Sgr. A* Is the Milky Way’s Hammer Throwing Champ

This article was originally published in the Fall 2019 (vol. 48, no. 4) issue of Mercury magazine, an ASP members-only quarterly publication.

A serendipitous observation has sent an international team of astronomers on a trail of discovery, ultimately leading them to an inescapable truth: our galaxy’s supermassive black hole is a track and field superstar.

Using the 3.9-meter Anglo-Australian Telescope (AAT) near Coonabarabran in New South Wales, astronomers detected a star, approximately 29,000 light-years away, careening through space at the breakneck speed of six million kilometers per hour (or 1,000 miles per second!). Known as S5-HVS1, this star certainly stands out from the crowd; it’s traveling ten times faster than any other star in our galaxy and has exceeded the Milky Way’s escape velocity. In other words, it’s simply traveling too fast to be remain gravitationally bound to our galaxy.
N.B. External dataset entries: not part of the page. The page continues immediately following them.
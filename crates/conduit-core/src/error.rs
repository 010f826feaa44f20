//! Error types for conduit
//!
//! Every failure a log store can report is a [`LogError`]. Callers that only
//! care about "did it work" can treat any `Err` as the failure signal; callers
//! that self-heal check [`LogError::is_corruption`] and clear the file.

use std::path::PathBuf;
use std::time::Duration;

use thiserror::Error;

/// Errors that can occur while reading or writing a record log
#[derive(Debug, Error)]
pub enum LogError {
    /// Record content does not fit into a ring slot
    #[error("Record too long: {len} bytes, limit is {max} (exclusive)")]
    ContentTooLong { len: usize, max: usize },

    /// Ring records must carry at least one byte of content
    #[error("Empty record rejected by bounded log")]
    EmptyRecord,

    /// I/O error during a file operation
    #[error("I/O error: {0}")]
    Io(String),

    /// Magic byte mismatch or a length outside the accepted range
    #[error("Corrupt frame at offset {offset}: {reason}")]
    CorruptFrame { offset: u64, reason: String },

    /// The source ended before the frame did
    #[error("Truncated frame at offset {offset}: needed {needed} bytes, {available} available")]
    TruncatedFrame {
        offset: u64,
        needed: usize,
        available: usize,
    },

    /// Cursor outside `[0, capacity)`
    #[error("Invalid cursor {cursor} for capacity {capacity}")]
    InvalidCursor { cursor: u32, capacity: u32 },

    /// Ring header fields outside their ranges, or a file of the wrong size
    #[error("Corrupt ring header: write_index={write_index}, count={count}, capacity={capacity}")]
    CorruptHeader {
        write_index: u32,
        count: u32,
        capacity: u32,
    },

    /// Configuration values that cannot describe a log
    #[error("Invalid configuration: {0}")]
    InvalidConfig(String),

    /// A coordinated scope could not be acquired
    #[error("Coordination error: {0}")]
    Coordination(#[from] CoordinationError),
}

/// Errors raised while acquiring cross-process access to a log file
#[derive(Debug, Error)]
pub enum CoordinationError {
    /// The lock stayed contended until the deadline
    #[error("Timed out after {waited:?} waiting for {path}")]
    LockTimeout { path: PathBuf, waited: Duration },

    /// The lock file could not be opened or locked
    #[error("Failed to lock {path}: {message}")]
    Lock { path: PathBuf, message: String },
}

impl From<std::io::Error> for LogError {
    fn from(err: std::io::Error) -> Self {
        LogError::Io(err.to_string())
    }
}

impl LogError {
    /// Create a new I/O error
    pub fn io(message: impl Into<String>) -> Self {
        Self::Io(message.into())
    }

    /// Create a new CorruptFrame error
    pub fn corrupt_frame(offset: u64, reason: impl Into<String>) -> Self {
        Self::CorruptFrame {
            offset,
            reason: reason.into(),
        }
    }

    /// Shift the offset of a frame error by `base`.
    ///
    /// Frames decoded from a buffer that was read at a file offset report
    /// buffer-relative offsets; this turns them into file offsets.
    pub fn with_base_offset(self, base: u64) -> Self {
        match self {
            LogError::CorruptFrame { offset, reason } => LogError::CorruptFrame {
                offset: base + offset,
                reason,
            },
            LogError::TruncatedFrame {
                offset,
                needed,
                available,
            } => LogError::TruncatedFrame {
                offset: base + offset,
                needed,
                available,
            },
            other => other,
        }
    }

    /// Whether the log file contents can no longer be trusted.
    ///
    /// The remedy for these errors is to clear the file and restart without
    /// a cursor.
    pub fn is_corruption(&self) -> bool {
        matches!(
            self,
            LogError::CorruptFrame { .. }
                | LogError::TruncatedFrame { .. }
                | LogError::CorruptHeader { .. }
        )
    }
}
//! Reader cursor for ring logs

use std::fmt::{self, Display};

use serde::{Deserialize, Serialize};

/// Position a reader has consumed up to.
///
/// The value is the ring's `write_index` as observed by the last successful
/// read, so it is always in `[0, capacity)` when it comes from the store.
/// The store never persists cursors; the reader keeps them between polls.
#[derive(Debug, Clone, Copy, PartialEq, Eq, PartialOrd, Ord, Hash, Default, Serialize, Deserialize)]
#[serde(transparent)]
pub struct Cursor(u32);

impl Cursor {
    pub const fn new(position: u32) -> Self {
        Self(position)
    }

    /// The raw slot position
    pub const fn position(self) -> u32 {
        self.0
    }
}

impl From<u32> for Cursor {
    fn from(position: u32) -> Self {
        Self(position)
    }
}

impl From<Cursor> for u32 {
    fn from(cursor: Cursor) -> Self {
        cursor.0
    }
}

impl Display for Cursor {
    fn fmt(&self, f: &mut fmt::Formatter<'_>) -> fmt::Result {
        write!(f, "{}", self.0)
    }
}

#[cfg(test)]
mod tests {
    use super::*;

    #[test]
    fn test_cursor_conversions() {
        let cursor = Cursor::from(42);
        assert_eq!(cursor.position(), 42);
        assert_eq!(u32::from(cursor), 42);
        assert_eq!(cursor.to_string(), "42");
        assert_eq!(Cursor::default(), Cursor::new(0));
    }

    #[test]
    fn test_cursor_serializes_as_plain_integer() {
        let json = serde_json::to_string(&Some(Cursor::new(7))).unwrap();
        assert_eq!(json, "7");
        let back: Option<Cursor> = serde_json::from_str("null").unwrap();
        assert_eq!(back, None);
    }
}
“The velocity of the discovered star is so high that it will inevitably leave the galaxy and never return,” said Douglas Boubert from the University of Oxford and co-author of a new study published in the journal Monthly Notices of the Royal Astronomical Society.

Hypervelocity stars have been spotted before, but due to the S5-HVS1’s relatively close proximity, and follow-up observations by the European Gaia space telescope that is precisely measuring the positions and motions of billions of stars, the researchers were able to precisely backtrack the star’s journey through the galaxy. And it turns out that it originated from the heart of the Milky Way in the vicinity of our four-million solar mass supermassive black hole, Sagittarius A*, or Sgr. A*.

It’s thought that, approximately five million years ago, S5-HVS1 was part of a binary star system living near Sgr. A*. At some point, the system strayed dangerously close to the gravitational behemoth and S5-HVS1’s partner was captured by the black hole’s immense gravity. Like an Olympic thrower releasing the hammer after spinning at great speed, S5-HVS1 was launched at thousands of miles per second, starting its epic hypervelocity journey into intergalactic space.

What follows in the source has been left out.